It’s now growing at about 6 percent. But it was—by twenty-five years ago it was a relatively small economy. And then you—but at those growth rates it becomes fairly big fairly fast. At 10 percent you double the size of the economy every year. Sorry, not every year. Every seven years. And so if you fast-forward to today, it’s growing at about 6 percent—setting aside the virus and the shocks that we’re just experiencing now. But it’s about 80 percent of the size of the European or the American economy. And it is the largest single contributor to global growth, you know, by country or region. And so—and so that’s kind of the growth story.

Now, growth itself is—so you might say, well, what was going on? There’s lots of components that go into the story about growth at these speeds. But basically growth is driven by productivity, and productivity is driven by innovation and investment and trade, which means specialization. And there are other components. Good governance, you know, reducing or eliminating or setting aside unnecessary risk is one. And inequality is also an important factor. When I was serving on the commission Irina mentioned people who had a whole lot more experience than I did said that—basically said that if they had to say one thing to anybody who was listening, they would say that non-inclusive growth patterns, that is growth patterns that have a high degree of inequality or leave people out, essentially fail. They may not fail immediately, but they don’t work. So I would put inequality in that category.

And so we have a pretty inclusive pattern globally. Basically a group of countries who have appropriately 85 percent of the world’s population starting, and increasingly experiencing, the kind of growth and wellbeing and material wellbeing, and so on, that we associate with the developed countries. This is, at the moment, and you may want to talk about this or ask questions about it or comment. An obvious question is, is this going to persist? And there are reasons to be a little concerned.

There’s a fairly clear pattern of rising nationalism, political and social tensions and polarization. There’s shaky governance in a number of places. There are a rising set of trade and international tensions. And all of these are helping at the moment to produce a bit of a slowdown. And we don’t know, and there’s probably no way to know, how long that’s going to last and, therefore, whether there’s some significant shift in the potential growth in the global economy and various important parts of it.

Finally, there’s one other factor that I wanted to mention before turning directly to inequality.
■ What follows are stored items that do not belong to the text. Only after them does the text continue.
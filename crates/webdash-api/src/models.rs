// Wire models for the dashboard REST API
//
// Field names mirror the backend's snake_case JSON. Every list/detail
// payload is deserialized leniently (`#[serde(default)]`) because the
// backend omits nullable columns rather than sending `null`.

use std::collections::BTreeMap;

use secrecy::{ExposeSecret, SecretString};
use serde::{Deserialize, Deserializer, Serialize, Serializer};

// ── Envelope ────────────────────────────────────────────────────────

/// The backend's `status` field, normalised from its four spellings.
///
/// `"success"`/`"Success"` and `"error"`/`"Error"` both occur in the wild;
/// downstream code only ever sees this enum.
#[derive(Debug, Clone, Copy, PartialEq, Eq, Deserialize)]
pub enum ApiStatus {
    #[serde(rename = "success", alias = "Success")]
    Success,
    #[serde(rename = "error", alias = "Error")]
    Error,
}

/// Generic `{status, message, ...}` envelope. The payload fields are
/// flattened so each endpoint can name its own key (`data`, `users`, `role`).
#[derive(Debug, Deserialize)]
pub(crate) struct Envelope<T> {
    #[serde(default, deserialize_with = "lenient_status")]
    pub status: Option<ApiStatus>,
    #[serde(default)]
    pub message: Option<String>,
    #[serde(flatten)]
    pub payload: T,
}

/// Result of a mutating call that returns no entity worth keeping.
#[derive(Debug, Clone, Default, PartialEq, Eq)]
pub struct Acknowledgement {
    /// Backend-supplied message, if any.
    pub message: Option<String>,
}

// ── Auth ────────────────────────────────────────────────────────────

#[derive(Debug, Deserialize)]
pub(crate) struct LoginPayload {
    #[serde(default)]
    pub token: Option<String>,
    #[serde(default)]
    pub user: Option<ApiUser>,
}

/// Successful `POST /login`.
#[derive(Debug, Clone)]
pub struct LoginSuccess {
    pub token: SecretString,
    pub user: ApiUser,
    pub message: Option<String>,
}

#[derive(Debug, Deserialize)]
pub(crate) struct ProfilePayload {
    pub user: ApiUser,
}

// ── Users ───────────────────────────────────────────────────────────

/// User record as returned by `/login`, `/profile` and `/user_list`.
#[derive(Debug, Clone, Default, PartialEq, Serialize, Deserialize)]
#[serde(default)]
pub struct ApiUser {
    pub id: u64,
    pub name: String,
    pub email: String,
    pub email_verified_at: Option<String>,
    pub created_at: String,
    pub updated_at: String,
    pub roles: Vec<ApiRole>,
    pub branch: Option<String>,
    pub all_permissions: Vec<ApiPermission>,
    pub permissions: Vec<ApiPermission>,
    #[serde(skip_serializing_if = "Option::is_none")]
    pub status: Option<String>,
}

/// Laravel-style pagination link.
#[derive(Debug, Clone, Default, PartialEq, Serialize, Deserialize)]
#[serde(default)]
pub struct PageLink {
    pub url: Option<String>,
    pub label: String,
    pub active: bool,
}

/// Laravel-style paginated collection.
#[derive(Debug, Clone, Default, PartialEq, Serialize, Deserialize)]
#[serde(default)]
pub struct Page<T> {
    pub current_page: u32,
    pub data: Vec<T>,
    pub from: Option<u32>,
    pub last_page: u32,
    pub per_page: u32,
    pub to: Option<u32>,
    pub total: u64,
    pub next_page_url: Option<String>,
    pub prev_page_url: Option<String>,
    pub links: Vec<PageLink>,
}

impl<T> Page<T> {
    /// Whether another page follows this one.
    pub fn has_next(&self) -> bool {
        self.current_page < self.last_page
    }
}

#[derive(Debug, Deserialize)]
pub(crate) struct UserListPayload {
    #[serde(default)]
    pub users: Page<ApiUser>,
}

/// `POST /register` body.
#[derive(Debug, Clone, Serialize)]
pub struct RegisterRequest {
    pub name: String,
    pub email: String,
    #[serde(serialize_with = "expose")]
    pub password: SecretString,
    /// Comma-separated role names.
    pub roles: String,
}

/// `PUT /user_update/{id}` body.
#[derive(Debug, Clone, Default, PartialEq, Eq, Serialize)]
pub struct UpdateUserRequest {
    pub name: String,
    pub email: String,
    #[serde(skip_serializing_if = "Option::is_none")]
    pub status: Option<String>,
    #[serde(skip_serializing_if = "Option::is_none")]
    pub branch_id: Option<u64>,
    #[serde(skip_serializing_if = "Option::is_none")]
    pub roles: Option<Vec<String>>,
}

// ── Roles ───────────────────────────────────────────────────────────

/// Role with its nested permissions.
#[derive(Debug, Clone, Default, PartialEq, Serialize, Deserialize)]
#[serde(default)]
pub struct ApiRole {
    pub id: u64,
    pub name: String,
    pub guard_name: String,
    pub created_at: Option<String>,
    pub updated_at: Option<String>,
    pub permissions: Vec<ApiPermission>,
}

#[derive(Debug, Deserialize)]
pub(crate) struct RoleListPayload {
    #[serde(default)]
    pub role: Vec<ApiRole>,
}

#[derive(Debug, Deserialize)]
pub(crate) struct RoleNamesPayload {
    #[serde(default)]
    pub roles: BTreeMap<String, String>,
}

/// One row of `GET /role_wise_user`.
#[derive(Debug, Clone, Default, PartialEq, Eq, Serialize, Deserialize)]
#[serde(default)]
pub struct RoleMember {
    pub user_id: u64,
    pub email: String,
    pub name: String,
    pub role_name: String,
}

#[derive(Debug, Deserialize)]
pub(crate) struct RoleMembersPayload {
    #[serde(default)]
    pub roles: BTreeMap<String, Vec<RoleMember>>,
}

/// `POST /roles` body. Update uses the same data, query-encoded.
#[derive(Debug, Clone, Default, PartialEq, Eq, Serialize)]
pub struct RoleRequest {
    pub name: String,
    pub permission: Vec<String>,
}

// ── Permissions ─────────────────────────────────────────────────────

/// Permission as embedded in roles and users.
#[derive(Debug, Clone, Default, PartialEq, Serialize, Deserialize)]
#[serde(default)]
pub struct ApiPermission {
    pub id: u64,
    pub name: String,
    pub guard_name: String,
    pub created_at: Option<String>,
    pub updated_at: Option<String>,
}

/// Simplified permission from `GET /permissions`.
#[derive(Debug, Clone, Default, PartialEq, Eq, Serialize, Deserialize)]
#[serde(default)]
pub struct PermissionItem {
    pub id: u64,
    pub name: String,
}

#[derive(Debug, Deserialize)]
pub(crate) struct PermissionListPayload {
    #[serde(default)]
    pub permission: Vec<PermissionItem>,
}

/// `POST /permissions` and `PUT /permissions/{id}` body.
#[derive(Debug, Clone, Default, PartialEq, Eq, Serialize)]
pub struct PermissionRequest {
    pub name: String,
    #[serde(skip_serializing_if = "Option::is_none")]
    pub guard_name: Option<String>,
}

// ── Projects ────────────────────────────────────────────────────────

#[derive(Debug, Clone, Default, PartialEq, Eq, Serialize, Deserialize)]
#[serde(default)]
pub struct Technology {
    pub name: String,
    pub icon: String,
}

#[derive(Debug, Clone, Default, PartialEq, Serialize, Deserialize)]
#[serde(default)]
pub struct ApiProject {
    pub id: u64,
    pub title: String,
    pub short_description: String,
    pub category: String,
    pub image_url: Option<String>,
    pub duration: String,
    pub team_size: String,
    pub rating: String,
    pub client: String,
    pub year: String,
    pub technologies: Vec<Technology>,
    pub live_url: Option<String>,
    pub github_url: Option<String>,
    #[serde(deserialize_with = "flag")]
    pub status: bool,
    pub created_at: String,
    pub updated_at: String,
}

/// File attached to a multipart project submission as `image_url`.
#[derive(Clone, PartialEq, Eq)]
pub struct ImageUpload {
    pub file_name: String,
    pub content_type: String,
    pub bytes: Vec<u8>,
}

impl std::fmt::Debug for ImageUpload {
    fn fmt(&self, f: &mut std::fmt::Formatter<'_>) -> std::fmt::Result {
        f.debug_struct("ImageUpload")
            .field("file_name", &self.file_name)
            .field("content_type", &self.content_type)
            .field("len", &self.bytes.len())
            .finish()
    }
}

/// Create/update payload for projects.
///
/// Serialized as JSON when `image` is `None`, otherwise as a multipart form.
#[derive(Debug, Clone, Default, PartialEq, Serialize)]
pub struct ProjectPayload {
    pub title: String,
    pub short_description: String,
    pub category: String,
    pub duration: String,
    pub team_size: String,
    pub rating: String,
    pub client: String,
    pub year: String,
    pub technologies: Vec<Technology>,
    pub live_url: Option<String>,
    pub github_url: Option<String>,
    pub status: bool,
    #[serde(skip)]
    pub image: Option<ImageUpload>,
}

impl ProjectPayload {
    /// Text fields of the multipart form, in submission order.
    pub(crate) fn form_fields(&self) -> Vec<(String, String)> {
        let mut fields = vec![
            ("title".to_owned(), self.title.clone()),
            ("short_description".to_owned(), self.short_description.clone()),
            ("category".to_owned(), self.category.clone()),
            ("duration".to_owned(), self.duration.clone()),
            ("team_size".to_owned(), self.team_size.clone()),
            ("rating".to_owned(), self.rating.clone()),
            ("client".to_owned(), self.client.clone()),
            ("year".to_owned(), self.year.clone()),
            ("live_url".to_owned(), self.live_url.clone().unwrap_or_default()),
            ("github_url".to_owned(), self.github_url.clone().unwrap_or_default()),
            ("status".to_owned(), if self.status { "1" } else { "0" }.to_owned()),
        ];
        for (i, tech) in self.technologies.iter().enumerate() {
            fields.push((format!("technologies[{i}][name]"), tech.name.clone()));
            fields.push((format!("technologies[{i}][icon]"), tech.icon.clone()));
        }
        fields
    }
}

/// An absent `data` key (e.g. a non-JSON 200) decodes as `T::default()`.
#[derive(Debug, Deserialize)]
pub(crate) struct DataPayload<T> {
    #[serde(default)]
    pub data: T,
}

// ── SEO ─────────────────────────────────────────────────────────────

#[derive(Debug, Clone, Default, PartialEq, Eq, Serialize, Deserialize)]
#[serde(default)]
pub struct ApiSeoPage {
    pub id: u64,
    pub page_name: String,
    pub page_slug: String,
    pub meta_title: String,
    pub meta_description: String,
    pub meta_keywords: String,
    #[serde(deserialize_with = "flag")]
    pub status: bool,
    pub created_at: String,
    pub updated_at: String,
}

/// `POST /seos` and `PUT /seos/{id}` body.
#[derive(Debug, Clone, Default, PartialEq, Eq, Serialize)]
pub struct SeoRequest {
    pub page_name: String,
    pub page_slug: String,
    pub meta_title: String,
    pub meta_description: String,
    pub meta_keywords: String,
    pub status: bool,
}

// ── Contact ─────────────────────────────────────────────────────────

#[derive(Debug, Clone, Default, PartialEq, Eq, Serialize, Deserialize)]
#[serde(default)]
pub struct ContactMessage {
    pub id: u64,
    pub first_name: String,
    pub last_name: String,
    pub phone_number: String,
    pub email_address: String,
    pub company: Option<String>,
    pub subject: Option<String>,
    pub message: String,
    pub created_at: String,
    pub updated_at: String,
}

impl ContactMessage {
    pub fn full_name(&self) -> String {
        format!("{} {}", self.first_name, self.last_name)
            .trim()
            .to_owned()
    }
}

/// `GET /contact-messages` uses `{success: bool}` instead of `status`.
#[derive(Debug, Deserialize)]
pub(crate) struct ContactListPayload {
    #[serde(default)]
    pub success: bool,
    #[serde(default)]
    pub message: Option<String>,
    #[serde(default)]
    pub data: Vec<ContactMessage>,
}

// ── Serde helpers ───────────────────────────────────────────────────

fn expose<S: Serializer>(secret: &SecretString, s: S) -> Result<S::Ok, S::Error> {
    s.serialize_str(secret.expose_secret())
}

/// Unknown status strings are treated as absent rather than failing the parse.
fn lenient_status<'de, D: Deserializer<'de>>(d: D) -> Result<Option<ApiStatus>, D::Error> {
    let raw = Option::<serde_json::Value>::deserialize(d)?;
    Ok(raw.and_then(|v| serde_json::from_value(v).ok()))
}

/// Accept `true`/`false`, `1`/`0` and `"1"`/`"0"` for boolean columns.
fn flag<'de, D: Deserializer<'de>>(d: D) -> Result<bool, D::Error> {
    #[derive(Deserialize)]
    #[serde(untagged)]
    enum Raw {
        Bool(bool),
        Int(i64),
        Str(String),
    }

    Ok(match Raw::deserialize(d)? {
        Raw::Bool(b) => b,
        Raw::Int(n) => n != 0,
        Raw::Str(s) => matches!(s.as_str(), "1" | "true" | "active"),
    })
}

#[cfg(test)]
mod tests {
    #![allow(clippy::unwrap_used)]

    use super::*;
    use serde_json::json;

    #[test]
    fn status_accepts_both_capitalisations() {
        for (raw, expected) in [
            ("success", ApiStatus::Success),
            ("Success", ApiStatus::Success),
            ("error", ApiStatus::Error),
            ("Error", ApiStatus::Error),
        ] {
            let parsed: ApiStatus = serde_json::from_value(json!(raw)).unwrap();
            assert_eq!(parsed, expected);
        }
    }

    #[test]
    fn project_status_accepts_numeric_flags() {
        let project: ApiProject =
            serde_json::from_value(json!({ "id": 3, "title": "Site", "status": 1 })).unwrap();
        assert!(project.status);

        let project: ApiProject =
            serde_json::from_value(json!({ "id": 3, "status": "0" })).unwrap();
        assert!(!project.status);
    }

    #[test]
    fn project_form_fields_flatten_technologies() {
        let payload = ProjectPayload {
            title: "Portal".into(),
            technologies: vec![
                Technology { name: "Rust".into(), icon: "rust.svg".into() },
                Technology { name: "Vue".into(), icon: "vue.svg".into() },
            ],
            status: true,
            ..ProjectPayload::default()
        };
        let fields = payload.form_fields();

        assert!(fields.contains(&("status".into(), "1".into())));
        assert!(fields.contains(&("github_url".into(), String::new())));
        assert!(fields.contains(&("technologies[1][icon]".into(), "vue.svg".into())));
    }

    #[test]
    fn register_request_exposes_password_on_the_wire() {
        let req = RegisterRequest {
            name: "Ana".into(),
            email: "ana@x.com".into(),
            password: "secret1".to_string().into(),
            roles: "admin".into(),
        };
        let value = serde_json::to_value(&req).unwrap();
        assert_eq!(value["password"], "secret1");
        assert!(!format!("{req:?}").contains("secret1"));
    }
}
The economies in the global—if you had asked people fifteen years ago about digital technology, most people would associate it with a bunch of interesting new services. That would correspond almost exactly with the arrival of the global internet and the first iPhone. But they wouldn’t think of it as something that was—they’d think of it as sectors, or services, or new markets, or part of the economy that’s sort of interesting but not kind of the main event. Now if you ask the same question a growing number of people, I think correctly, would say that we’re in a very complex process, which is far from complete, of building entire economies in part, and maybe in substantial part, on a digital foundation. And that process is, because it’s incomplete and because it’s very complex, and there are headwinds associated with it, has probably in the short run produced some diminution in the sort of performance in terms of growth.
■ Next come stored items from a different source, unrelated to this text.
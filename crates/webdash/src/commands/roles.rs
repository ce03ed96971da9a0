//! Role command handlers.

use serde::Serialize;
use tabled::Tabled;
use webdash_api::ApiRole;
use webdash_core::Dashboard;
use webdash_core::crud::Roles;

use crate::cli::{GlobalOpts, RolesArgs, RolesCommand};
use crate::error::CliError;
use crate::output;

use super::util;

// ── Table rows ──────────────────────────────────────────────────────

#[derive(Tabled)]
struct RoleRow {
    #[tabled(rename = "ID")]
    id: u64,
    #[tabled(rename = "Name")]
    name: String,
    #[tabled(rename = "Guard")]
    guard: String,
    #[tabled(rename = "Permissions")]
    permissions: String,
}

fn permission_names(r: &ApiRole) -> String {
    r.permissions
        .iter()
        .map(|p| p.name.as_str())
        .collect::<Vec<_>>()
        .join(", ")
}

impl From<&ApiRole> for RoleRow {
    fn from(r: &ApiRole) -> Self {
        Self {
            id: r.id,
            name: r.name.clone(),
            guard: r.guard_name.clone(),
            permissions: permission_names(r),
        }
    }
}

#[derive(Clone, Serialize, Tabled)]
struct NameRow {
    #[tabled(rename = "ID")]
    id: String,
    #[tabled(rename = "Name")]
    name: String,
}

#[derive(Clone, Serialize, Tabled)]
struct MemberRow {
    #[tabled(rename = "Role")]
    role: String,
    #[tabled(rename = "User ID")]
    user_id: u64,
    #[tabled(rename = "Name")]
    name: String,
    #[tabled(rename = "Email")]
    email: String,
}

fn detail(r: &ApiRole) -> String {
    output::detail(&[
        ("ID", r.id.to_string()),
        ("Name", r.name.clone()),
        ("Guard", r.guard_name.clone()),
        ("Permissions", permission_names(r)),
        ("Created", r.created_at.clone().unwrap_or_default()),
    ])
}

// ── Handler ─────────────────────────────────────────────────────────

pub async fn handle(dash: &Dashboard, args: RolesArgs, global: &GlobalOpts) -> Result<(), CliError> {
    match args.command {
        RolesCommand::List(list) => {
            let page = util::load(dash, Roles, global).await?;
            let roles = util::filtered(&page, &list);
            let out = output::render_list(&global.output, &roles, |x| RoleRow::from(x), |r| r.name.clone());
            output::print_output(&out, global.quiet);
            Ok(())
        }

        RolesCommand::Names => {
            util::require_access(dash, "/dashboard/users/role")?;
            let names = util::with_spinner("Loading roles", global, dash.call(dash.api().role_names())).await?;
            let rows: Vec<NameRow> = names
                .into_iter()
                .map(|(id, name)| NameRow { id, name })
                .collect();
            let out = output::render_list(&global.output, &rows, NameRow::clone, |r| r.name.clone());
            output::print_output(&out, global.quiet);
            Ok(())
        }

        RolesCommand::Members => {
            util::require_access(dash, "/dashboard/users/role")?;
            let groups =
                util::with_spinner("Loading members", global, dash.call(dash.api().role_members())).await?;
            let rows: Vec<MemberRow> = groups
                .into_iter()
                .flat_map(|(role, members)| {
                    members.into_iter().map(move |m| MemberRow {
                        role: role.clone(),
                        user_id: m.user_id,
                        name: m.name,
                        email: m.email,
                    })
                })
                .collect();
            let out = output::render_list(&global.output, &rows, MemberRow::clone, |m| {
                format!("{}\t{}", m.role, m.email)
            });
            output::print_output(&out, global.quiet);
            Ok(())
        }

        RolesCommand::Get { id } => {
            let page = util::load(dash, Roles, global).await?;
            let role = util::find(&page, id)?;
            let out = output::render_single(&global.output, &role, detail, |r| r.name.clone());
            output::print_output(&out, global.quiet);
            Ok(())
        }

        RolesCommand::Create { name, permissions } => {
            let page = util::open(dash, Roles)?;
            page.open_create();
            page.edit_draft(|d| {
                d.name = name;
                d.permissions = permissions;
            })?;
            util::submit(&page, global).await?;
            Ok(())
        }

        RolesCommand::Update {
            id,
            name,
            permissions,
        } => {
            let page = util::load(dash, Roles, global).await?;
            page.open_edit(id)?;
            page.edit_draft(|d| {
                if let Some(name) = name {
                    d.name = name;
                }
                if !permissions.is_empty() {
                    d.permissions = permissions;
                }
            })?;
            util::submit(&page, global).await?;
            Ok(())
        }

        RolesCommand::Delete { id } => {
            let page = util::load(dash, Roles, global).await?;
            let role = util::find(&page, id)?;
            if !util::confirm(&format!("Delete role '{}'?", role.name), global.yes)? {
                return Ok(());
            }
            page.open_delete(id)?;
            util::submit(&page, global).await?;
            Ok(())
        }
    }
}
//! Business logic for the WebDynamo admin dashboard, independent of any
//! front end.
//!
//! - **[`Dashboard`]** wires an [`ApiClient`](webdash_api::ApiClient), the
//!   [`SessionStore`] and a [`Toaster`] together for one backend.
//! - **[`SessionStore`]** owns the signed-in user, persists the token and
//!   user snapshot through a [`SessionStorage`], and publishes state
//!   through a `watch` channel.
//! - **[`guard`]** decides whether a navigation is allowed or redirected.
//! - **[`rbac`]** answers role and permission checks against the session.
//! - **[`crud`]** drives every entity screen through one
//!   load / dialog / submit / refetch cycle ([`CrudPage`]).

pub mod config;
pub mod convert;
pub mod crud;
pub mod dashboard;
pub mod error;
pub mod guard;
pub mod model;
pub mod rbac;
pub mod session;
pub mod storage;
pub mod toast;
pub mod validate;

// ── Primary re-exports ──────────────────────────────────────────────
pub use config::{DashboardConfig, Environment, TlsVerification};
pub use crud::{CrudPage, Dialog, FormMode, MutableResource, PageState, Phase, Resource};
pub use dashboard::Dashboard;
pub use error::CoreError;
pub use guard::{GuardDecision, Redirect};
pub use model::{Permission, Role, Session, SessionUpdate};
pub use rbac::Requirement;
pub use session::{SessionState, SessionStore};
pub use storage::{FileStorage, MemoryStorage, SameSite, SessionStorage, StorageError, StoredToken};
pub use toast::{Toast, ToastKind, Toaster};
pub use validate::{FieldError, ValidationErrors};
And there are challenges in this area. I mean, in the past, I would say, less than a decade, for sure, we’ve gone from in many countries thinking of, you know, the internet and digital technology as all good to, you know, having—it’s either all bad or having significant downsides associated with it. And it’s also become clear more recently—although maybe we should have seen it coming—that digital technologies are not only powerful, you know, technologies in the way the economy functions, but powerful in the way society’s put together and interacts. They’re powerful with respect to, you know, who thinks they know what when. And they are very important in national security and defense. And they, unlike previous dual use technologies, these ones came from the—from the nonmilitary, nondefense side, and then spilled over into national security and defense.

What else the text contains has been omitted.